Data extract.
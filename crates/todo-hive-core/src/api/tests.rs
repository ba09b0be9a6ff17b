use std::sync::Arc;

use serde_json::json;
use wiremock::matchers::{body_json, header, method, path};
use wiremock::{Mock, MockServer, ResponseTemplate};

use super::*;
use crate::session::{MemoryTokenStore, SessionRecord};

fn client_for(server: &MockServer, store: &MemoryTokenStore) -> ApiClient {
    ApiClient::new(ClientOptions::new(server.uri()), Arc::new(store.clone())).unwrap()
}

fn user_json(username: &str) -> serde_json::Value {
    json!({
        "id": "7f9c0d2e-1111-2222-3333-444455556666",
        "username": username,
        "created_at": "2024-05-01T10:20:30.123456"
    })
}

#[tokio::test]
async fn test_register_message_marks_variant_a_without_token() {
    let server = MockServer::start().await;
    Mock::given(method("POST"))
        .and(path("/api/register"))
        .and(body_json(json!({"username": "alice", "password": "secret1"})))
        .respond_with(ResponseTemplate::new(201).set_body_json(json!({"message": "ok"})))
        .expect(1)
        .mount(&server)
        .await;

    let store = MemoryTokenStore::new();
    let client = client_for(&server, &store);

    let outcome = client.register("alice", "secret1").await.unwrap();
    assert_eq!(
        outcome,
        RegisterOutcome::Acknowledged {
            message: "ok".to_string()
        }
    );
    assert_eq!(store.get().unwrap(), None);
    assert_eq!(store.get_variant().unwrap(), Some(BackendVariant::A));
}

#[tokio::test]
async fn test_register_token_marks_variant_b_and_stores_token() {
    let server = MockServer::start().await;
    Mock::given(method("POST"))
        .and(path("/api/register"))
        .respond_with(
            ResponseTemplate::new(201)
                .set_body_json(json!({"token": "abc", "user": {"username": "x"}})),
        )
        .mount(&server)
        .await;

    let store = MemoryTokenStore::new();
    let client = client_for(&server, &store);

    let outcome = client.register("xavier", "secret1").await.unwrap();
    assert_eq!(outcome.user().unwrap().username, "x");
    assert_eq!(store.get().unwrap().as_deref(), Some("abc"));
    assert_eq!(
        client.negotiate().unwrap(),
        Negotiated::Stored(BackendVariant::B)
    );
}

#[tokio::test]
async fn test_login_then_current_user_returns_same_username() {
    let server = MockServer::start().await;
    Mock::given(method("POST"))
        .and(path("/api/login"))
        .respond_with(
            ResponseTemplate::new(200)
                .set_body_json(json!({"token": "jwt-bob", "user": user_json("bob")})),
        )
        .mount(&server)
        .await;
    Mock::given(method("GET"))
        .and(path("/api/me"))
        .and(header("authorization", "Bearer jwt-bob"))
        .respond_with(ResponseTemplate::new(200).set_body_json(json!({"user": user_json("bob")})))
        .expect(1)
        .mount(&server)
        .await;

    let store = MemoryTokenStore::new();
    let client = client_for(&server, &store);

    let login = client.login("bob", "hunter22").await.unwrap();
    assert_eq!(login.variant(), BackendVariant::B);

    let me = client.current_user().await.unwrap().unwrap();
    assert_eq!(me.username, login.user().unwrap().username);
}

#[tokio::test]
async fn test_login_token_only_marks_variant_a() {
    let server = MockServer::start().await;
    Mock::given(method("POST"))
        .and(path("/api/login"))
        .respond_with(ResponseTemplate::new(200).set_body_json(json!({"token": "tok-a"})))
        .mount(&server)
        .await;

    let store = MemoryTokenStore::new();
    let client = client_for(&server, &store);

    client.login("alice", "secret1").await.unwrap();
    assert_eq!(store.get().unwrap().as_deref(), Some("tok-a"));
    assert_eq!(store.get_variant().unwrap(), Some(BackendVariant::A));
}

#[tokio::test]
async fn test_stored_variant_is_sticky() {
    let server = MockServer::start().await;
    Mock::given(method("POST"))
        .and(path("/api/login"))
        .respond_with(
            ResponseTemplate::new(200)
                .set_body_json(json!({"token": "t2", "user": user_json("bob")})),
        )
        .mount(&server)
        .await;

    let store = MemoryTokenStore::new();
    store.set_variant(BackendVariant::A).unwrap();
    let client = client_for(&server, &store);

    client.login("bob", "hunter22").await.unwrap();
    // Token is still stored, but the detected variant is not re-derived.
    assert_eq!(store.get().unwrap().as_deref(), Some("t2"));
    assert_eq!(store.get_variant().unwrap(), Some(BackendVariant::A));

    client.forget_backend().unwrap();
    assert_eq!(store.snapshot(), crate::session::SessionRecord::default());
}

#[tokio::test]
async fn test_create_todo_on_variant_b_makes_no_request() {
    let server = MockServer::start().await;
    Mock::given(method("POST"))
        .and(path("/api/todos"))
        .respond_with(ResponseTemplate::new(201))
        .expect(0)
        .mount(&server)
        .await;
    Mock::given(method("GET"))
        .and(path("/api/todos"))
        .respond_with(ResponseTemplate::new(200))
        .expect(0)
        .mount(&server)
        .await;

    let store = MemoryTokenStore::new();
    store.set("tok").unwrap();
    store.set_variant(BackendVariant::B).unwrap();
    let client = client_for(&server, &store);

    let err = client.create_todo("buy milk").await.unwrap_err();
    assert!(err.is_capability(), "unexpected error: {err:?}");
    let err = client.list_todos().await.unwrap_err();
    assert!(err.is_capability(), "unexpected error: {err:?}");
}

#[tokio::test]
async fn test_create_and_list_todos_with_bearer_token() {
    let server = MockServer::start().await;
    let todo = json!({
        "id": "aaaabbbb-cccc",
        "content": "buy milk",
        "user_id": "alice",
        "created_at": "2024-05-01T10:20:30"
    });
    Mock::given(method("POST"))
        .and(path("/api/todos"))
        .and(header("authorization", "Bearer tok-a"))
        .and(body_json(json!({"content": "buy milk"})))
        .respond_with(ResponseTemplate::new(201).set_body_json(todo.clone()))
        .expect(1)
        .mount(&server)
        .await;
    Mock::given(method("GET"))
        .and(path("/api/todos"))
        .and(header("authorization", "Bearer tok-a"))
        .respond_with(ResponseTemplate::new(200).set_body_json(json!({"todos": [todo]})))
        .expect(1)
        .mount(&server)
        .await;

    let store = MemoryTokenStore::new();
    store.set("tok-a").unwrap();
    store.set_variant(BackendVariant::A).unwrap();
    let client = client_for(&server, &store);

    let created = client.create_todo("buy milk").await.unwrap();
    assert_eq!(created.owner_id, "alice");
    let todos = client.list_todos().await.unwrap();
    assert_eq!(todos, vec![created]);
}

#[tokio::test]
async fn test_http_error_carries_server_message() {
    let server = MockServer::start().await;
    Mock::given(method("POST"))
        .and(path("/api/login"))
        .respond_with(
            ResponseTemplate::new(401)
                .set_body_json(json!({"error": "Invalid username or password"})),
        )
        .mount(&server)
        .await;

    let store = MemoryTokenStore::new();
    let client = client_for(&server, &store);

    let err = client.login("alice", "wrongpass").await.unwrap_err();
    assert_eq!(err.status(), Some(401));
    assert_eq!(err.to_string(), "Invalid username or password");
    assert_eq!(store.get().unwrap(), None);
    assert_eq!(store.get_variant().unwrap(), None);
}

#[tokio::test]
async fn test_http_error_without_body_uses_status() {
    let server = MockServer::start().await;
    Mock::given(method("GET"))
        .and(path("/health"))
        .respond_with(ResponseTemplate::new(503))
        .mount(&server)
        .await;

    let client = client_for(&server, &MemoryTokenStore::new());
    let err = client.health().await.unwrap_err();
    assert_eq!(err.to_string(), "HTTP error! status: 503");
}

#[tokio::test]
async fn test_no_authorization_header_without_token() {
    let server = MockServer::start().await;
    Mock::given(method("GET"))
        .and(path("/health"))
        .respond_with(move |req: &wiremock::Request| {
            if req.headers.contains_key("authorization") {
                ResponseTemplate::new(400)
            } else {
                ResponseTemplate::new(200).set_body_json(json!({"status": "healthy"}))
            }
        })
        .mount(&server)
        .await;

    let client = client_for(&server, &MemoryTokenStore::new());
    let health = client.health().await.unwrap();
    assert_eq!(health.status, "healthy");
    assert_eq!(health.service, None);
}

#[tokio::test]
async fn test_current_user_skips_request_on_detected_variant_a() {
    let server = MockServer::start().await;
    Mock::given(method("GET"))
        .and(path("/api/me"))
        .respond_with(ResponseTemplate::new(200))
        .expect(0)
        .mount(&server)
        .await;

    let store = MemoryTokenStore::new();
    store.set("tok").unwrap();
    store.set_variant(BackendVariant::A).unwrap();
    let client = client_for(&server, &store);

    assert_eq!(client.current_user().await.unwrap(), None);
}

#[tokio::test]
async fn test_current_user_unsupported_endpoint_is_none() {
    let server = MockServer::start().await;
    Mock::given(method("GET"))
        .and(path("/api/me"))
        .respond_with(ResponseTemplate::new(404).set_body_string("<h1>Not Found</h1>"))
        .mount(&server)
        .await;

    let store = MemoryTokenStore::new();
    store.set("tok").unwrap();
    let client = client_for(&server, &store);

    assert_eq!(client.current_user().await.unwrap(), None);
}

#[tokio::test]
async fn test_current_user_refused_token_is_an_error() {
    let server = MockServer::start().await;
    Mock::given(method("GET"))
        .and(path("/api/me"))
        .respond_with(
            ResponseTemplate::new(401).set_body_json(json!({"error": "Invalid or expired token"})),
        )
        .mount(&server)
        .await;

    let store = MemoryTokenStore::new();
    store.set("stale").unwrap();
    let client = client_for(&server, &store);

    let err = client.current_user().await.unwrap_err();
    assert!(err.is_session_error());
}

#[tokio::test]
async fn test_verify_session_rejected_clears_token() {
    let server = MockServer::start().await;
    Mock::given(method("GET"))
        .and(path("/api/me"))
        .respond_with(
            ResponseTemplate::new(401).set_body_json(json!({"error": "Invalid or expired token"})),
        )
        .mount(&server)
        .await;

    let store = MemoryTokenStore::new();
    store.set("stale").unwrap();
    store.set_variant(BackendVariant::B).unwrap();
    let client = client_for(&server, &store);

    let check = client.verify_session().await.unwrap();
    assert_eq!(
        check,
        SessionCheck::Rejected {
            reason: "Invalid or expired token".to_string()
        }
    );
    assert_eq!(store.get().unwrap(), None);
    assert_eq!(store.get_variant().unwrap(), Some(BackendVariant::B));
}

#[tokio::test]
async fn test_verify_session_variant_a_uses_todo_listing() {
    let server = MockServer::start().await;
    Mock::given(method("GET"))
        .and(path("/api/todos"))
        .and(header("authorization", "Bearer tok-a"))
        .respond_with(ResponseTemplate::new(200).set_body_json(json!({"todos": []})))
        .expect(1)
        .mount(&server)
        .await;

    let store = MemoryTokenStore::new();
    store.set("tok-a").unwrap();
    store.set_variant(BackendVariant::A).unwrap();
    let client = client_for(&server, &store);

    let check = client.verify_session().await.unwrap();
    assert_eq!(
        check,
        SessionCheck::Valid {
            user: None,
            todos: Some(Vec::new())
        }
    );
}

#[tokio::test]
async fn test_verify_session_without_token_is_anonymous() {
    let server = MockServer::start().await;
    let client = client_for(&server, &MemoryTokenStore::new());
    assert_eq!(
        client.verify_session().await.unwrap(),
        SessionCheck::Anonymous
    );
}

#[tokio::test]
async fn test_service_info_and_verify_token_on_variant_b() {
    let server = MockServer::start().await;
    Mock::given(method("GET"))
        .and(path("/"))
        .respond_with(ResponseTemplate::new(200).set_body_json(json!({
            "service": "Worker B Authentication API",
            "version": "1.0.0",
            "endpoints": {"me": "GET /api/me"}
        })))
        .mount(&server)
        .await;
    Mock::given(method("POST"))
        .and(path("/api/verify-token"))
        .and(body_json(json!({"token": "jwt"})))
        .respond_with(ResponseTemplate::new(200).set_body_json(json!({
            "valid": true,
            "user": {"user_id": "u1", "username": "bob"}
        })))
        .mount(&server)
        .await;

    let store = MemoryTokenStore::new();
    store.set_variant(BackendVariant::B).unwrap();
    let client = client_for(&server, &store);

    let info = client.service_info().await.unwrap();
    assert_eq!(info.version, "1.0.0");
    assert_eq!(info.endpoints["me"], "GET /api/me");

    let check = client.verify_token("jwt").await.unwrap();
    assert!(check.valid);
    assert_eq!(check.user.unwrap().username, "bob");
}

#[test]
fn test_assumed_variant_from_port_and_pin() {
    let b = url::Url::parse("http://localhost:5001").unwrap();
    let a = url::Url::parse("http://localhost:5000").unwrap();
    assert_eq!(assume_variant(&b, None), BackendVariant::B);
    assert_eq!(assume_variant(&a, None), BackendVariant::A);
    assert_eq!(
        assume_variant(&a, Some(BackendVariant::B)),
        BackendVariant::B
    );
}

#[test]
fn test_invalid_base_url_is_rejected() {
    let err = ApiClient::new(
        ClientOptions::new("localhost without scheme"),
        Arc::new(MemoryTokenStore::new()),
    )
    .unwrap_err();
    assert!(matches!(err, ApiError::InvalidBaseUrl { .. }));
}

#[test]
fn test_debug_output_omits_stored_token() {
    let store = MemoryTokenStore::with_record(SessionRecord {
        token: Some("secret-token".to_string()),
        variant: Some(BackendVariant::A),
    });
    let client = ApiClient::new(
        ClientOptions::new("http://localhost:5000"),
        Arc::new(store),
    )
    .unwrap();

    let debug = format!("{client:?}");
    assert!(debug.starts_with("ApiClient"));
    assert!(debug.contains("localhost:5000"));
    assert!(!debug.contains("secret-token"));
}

The task.
Show each line of the material above where "ClientOptions" occurs.

Response to the exercise.
    ApiClient::new(ClientOptions::new(server.uri()), Arc::new(store.clone())).unwrap()
        ClientOptions::new("localhost without scheme"),
        ClientOptions::new("http://localhost:5000"),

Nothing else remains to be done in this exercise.